Directions for this task: Where the string "rest" shows up in a line of the records, copy that line.

[Raw data — start]

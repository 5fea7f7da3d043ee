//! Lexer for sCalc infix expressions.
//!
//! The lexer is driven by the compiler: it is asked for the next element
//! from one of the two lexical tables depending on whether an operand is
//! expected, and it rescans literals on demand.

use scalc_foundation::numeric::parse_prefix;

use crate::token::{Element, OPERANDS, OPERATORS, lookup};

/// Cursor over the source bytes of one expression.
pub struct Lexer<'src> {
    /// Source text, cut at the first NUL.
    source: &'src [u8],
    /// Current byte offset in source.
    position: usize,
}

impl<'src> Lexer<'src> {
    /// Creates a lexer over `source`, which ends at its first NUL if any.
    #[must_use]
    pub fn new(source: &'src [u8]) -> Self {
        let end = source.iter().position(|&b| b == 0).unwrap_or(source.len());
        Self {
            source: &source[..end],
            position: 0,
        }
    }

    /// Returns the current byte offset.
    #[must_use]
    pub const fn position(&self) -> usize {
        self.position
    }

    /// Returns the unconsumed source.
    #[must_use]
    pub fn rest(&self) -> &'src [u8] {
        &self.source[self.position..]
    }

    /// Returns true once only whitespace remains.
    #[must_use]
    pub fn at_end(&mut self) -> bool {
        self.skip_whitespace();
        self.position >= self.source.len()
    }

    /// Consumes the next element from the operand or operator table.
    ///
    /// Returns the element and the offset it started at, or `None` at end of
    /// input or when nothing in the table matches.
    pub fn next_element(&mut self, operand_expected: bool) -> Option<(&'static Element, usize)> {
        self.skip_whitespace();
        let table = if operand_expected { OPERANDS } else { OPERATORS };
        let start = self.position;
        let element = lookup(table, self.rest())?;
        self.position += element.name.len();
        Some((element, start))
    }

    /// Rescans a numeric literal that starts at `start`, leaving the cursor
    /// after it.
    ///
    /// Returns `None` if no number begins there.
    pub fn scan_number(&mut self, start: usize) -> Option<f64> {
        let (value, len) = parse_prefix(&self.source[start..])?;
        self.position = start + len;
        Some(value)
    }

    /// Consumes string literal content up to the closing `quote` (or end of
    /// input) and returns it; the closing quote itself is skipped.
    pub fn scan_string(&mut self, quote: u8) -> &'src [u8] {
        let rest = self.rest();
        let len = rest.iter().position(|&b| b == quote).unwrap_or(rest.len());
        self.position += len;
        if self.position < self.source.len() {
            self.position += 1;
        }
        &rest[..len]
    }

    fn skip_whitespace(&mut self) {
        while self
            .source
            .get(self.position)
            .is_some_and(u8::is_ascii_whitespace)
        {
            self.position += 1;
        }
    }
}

[Raw data — finish]
[Raw data — start]

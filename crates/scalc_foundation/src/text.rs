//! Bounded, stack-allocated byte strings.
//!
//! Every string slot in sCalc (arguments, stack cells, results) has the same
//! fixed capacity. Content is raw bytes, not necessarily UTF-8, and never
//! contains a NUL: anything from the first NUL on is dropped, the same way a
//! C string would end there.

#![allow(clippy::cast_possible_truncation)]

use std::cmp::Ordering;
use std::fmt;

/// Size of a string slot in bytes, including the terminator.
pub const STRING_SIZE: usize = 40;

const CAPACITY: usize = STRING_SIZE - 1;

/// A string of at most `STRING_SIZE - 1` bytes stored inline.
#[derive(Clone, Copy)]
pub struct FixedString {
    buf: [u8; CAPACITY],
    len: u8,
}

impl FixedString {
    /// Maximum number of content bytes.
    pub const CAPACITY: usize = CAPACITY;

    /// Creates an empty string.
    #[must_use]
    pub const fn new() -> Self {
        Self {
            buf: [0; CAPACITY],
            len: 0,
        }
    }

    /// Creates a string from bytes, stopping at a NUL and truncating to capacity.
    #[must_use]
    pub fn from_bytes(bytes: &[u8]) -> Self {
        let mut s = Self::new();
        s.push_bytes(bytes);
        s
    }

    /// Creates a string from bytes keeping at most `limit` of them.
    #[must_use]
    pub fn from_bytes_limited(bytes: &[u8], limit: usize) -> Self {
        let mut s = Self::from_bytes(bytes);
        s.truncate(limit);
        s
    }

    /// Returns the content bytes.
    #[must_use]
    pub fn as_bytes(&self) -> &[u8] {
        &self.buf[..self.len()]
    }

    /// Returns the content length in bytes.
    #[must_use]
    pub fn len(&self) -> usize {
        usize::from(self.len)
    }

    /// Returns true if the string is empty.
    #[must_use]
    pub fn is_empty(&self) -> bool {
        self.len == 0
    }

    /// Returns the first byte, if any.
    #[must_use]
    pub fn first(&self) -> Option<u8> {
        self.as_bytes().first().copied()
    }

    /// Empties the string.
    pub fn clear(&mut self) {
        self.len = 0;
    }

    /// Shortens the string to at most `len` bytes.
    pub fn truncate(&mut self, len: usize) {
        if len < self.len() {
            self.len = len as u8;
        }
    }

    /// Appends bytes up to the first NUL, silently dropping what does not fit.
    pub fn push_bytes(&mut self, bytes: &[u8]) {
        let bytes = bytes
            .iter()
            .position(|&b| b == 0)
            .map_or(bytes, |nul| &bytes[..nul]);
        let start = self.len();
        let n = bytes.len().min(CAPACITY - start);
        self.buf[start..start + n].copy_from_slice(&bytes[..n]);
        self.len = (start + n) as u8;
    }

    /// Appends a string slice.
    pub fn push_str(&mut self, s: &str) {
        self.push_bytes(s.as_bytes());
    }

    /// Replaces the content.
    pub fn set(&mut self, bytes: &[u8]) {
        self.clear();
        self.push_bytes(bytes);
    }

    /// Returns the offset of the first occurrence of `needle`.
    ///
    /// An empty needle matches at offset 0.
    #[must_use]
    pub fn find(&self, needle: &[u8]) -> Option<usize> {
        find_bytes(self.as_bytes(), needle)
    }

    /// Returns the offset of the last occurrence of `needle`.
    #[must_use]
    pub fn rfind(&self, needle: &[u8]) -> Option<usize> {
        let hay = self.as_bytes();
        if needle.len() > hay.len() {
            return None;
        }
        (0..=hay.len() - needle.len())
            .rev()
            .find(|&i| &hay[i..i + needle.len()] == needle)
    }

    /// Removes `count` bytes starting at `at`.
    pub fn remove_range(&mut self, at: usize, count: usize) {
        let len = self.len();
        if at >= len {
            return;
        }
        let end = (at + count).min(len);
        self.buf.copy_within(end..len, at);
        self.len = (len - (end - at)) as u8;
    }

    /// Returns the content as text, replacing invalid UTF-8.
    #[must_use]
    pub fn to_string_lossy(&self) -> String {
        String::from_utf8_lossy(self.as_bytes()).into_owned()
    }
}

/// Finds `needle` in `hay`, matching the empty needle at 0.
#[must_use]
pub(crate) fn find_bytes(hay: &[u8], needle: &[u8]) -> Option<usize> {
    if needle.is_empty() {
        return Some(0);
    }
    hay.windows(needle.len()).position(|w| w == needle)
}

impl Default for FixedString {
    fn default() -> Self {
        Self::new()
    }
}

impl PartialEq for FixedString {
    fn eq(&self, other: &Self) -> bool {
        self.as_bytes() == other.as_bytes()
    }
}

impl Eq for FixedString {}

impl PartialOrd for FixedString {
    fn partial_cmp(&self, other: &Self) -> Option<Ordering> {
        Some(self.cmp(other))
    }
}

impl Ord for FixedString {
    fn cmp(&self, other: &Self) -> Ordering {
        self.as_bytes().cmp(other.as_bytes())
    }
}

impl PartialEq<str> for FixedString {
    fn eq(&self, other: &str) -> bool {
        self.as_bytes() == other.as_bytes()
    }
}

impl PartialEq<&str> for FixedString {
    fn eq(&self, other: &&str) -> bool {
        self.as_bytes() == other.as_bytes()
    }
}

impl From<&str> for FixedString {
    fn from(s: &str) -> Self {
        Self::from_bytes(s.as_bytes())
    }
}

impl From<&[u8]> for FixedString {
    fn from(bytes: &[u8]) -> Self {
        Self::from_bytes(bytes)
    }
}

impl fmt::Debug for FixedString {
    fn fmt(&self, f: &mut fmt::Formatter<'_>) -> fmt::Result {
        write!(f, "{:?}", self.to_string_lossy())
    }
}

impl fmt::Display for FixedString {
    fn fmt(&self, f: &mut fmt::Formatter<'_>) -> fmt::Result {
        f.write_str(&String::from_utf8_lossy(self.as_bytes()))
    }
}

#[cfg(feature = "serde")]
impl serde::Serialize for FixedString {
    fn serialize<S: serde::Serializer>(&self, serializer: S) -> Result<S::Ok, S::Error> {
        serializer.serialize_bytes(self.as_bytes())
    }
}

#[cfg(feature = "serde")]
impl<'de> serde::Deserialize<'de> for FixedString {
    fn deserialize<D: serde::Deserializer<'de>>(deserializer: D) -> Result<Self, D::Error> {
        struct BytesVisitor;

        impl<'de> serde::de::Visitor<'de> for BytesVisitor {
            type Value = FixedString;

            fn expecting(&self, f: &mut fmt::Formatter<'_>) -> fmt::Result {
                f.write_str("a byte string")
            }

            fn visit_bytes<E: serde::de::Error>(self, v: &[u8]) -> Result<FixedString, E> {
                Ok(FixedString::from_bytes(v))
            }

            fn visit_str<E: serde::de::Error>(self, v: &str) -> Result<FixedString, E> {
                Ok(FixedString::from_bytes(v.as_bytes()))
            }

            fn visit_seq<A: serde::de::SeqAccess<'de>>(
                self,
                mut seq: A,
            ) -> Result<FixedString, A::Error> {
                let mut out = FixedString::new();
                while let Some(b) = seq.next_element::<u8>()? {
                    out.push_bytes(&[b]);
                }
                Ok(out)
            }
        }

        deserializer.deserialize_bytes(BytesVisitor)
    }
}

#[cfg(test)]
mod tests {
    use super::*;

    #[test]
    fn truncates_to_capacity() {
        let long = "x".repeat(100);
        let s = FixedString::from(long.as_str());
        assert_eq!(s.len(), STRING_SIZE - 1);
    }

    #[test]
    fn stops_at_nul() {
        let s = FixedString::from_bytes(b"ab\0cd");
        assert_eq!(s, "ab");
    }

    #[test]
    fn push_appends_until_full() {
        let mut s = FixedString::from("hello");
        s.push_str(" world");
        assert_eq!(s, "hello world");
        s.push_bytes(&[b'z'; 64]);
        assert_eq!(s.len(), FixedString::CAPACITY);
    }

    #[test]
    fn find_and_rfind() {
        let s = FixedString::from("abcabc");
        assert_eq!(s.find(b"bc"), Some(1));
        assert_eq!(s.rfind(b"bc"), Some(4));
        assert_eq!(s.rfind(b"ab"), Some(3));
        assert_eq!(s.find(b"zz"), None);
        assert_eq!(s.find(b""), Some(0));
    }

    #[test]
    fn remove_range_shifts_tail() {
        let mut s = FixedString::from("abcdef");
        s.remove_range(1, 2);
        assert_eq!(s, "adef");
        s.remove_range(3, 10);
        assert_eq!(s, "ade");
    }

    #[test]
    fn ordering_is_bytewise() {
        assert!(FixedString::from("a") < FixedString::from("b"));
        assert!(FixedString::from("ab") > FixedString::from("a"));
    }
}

[Raw data — finish]

Answer below:
    pub fn rest(&self) -> &'src [u8] {
        let element = lookup(table, self.rest())?;
        let rest = self.rest();
        let len = rest.iter().position(|&b| b == quote).unwrap_or(rest.len());
        &rest[..len]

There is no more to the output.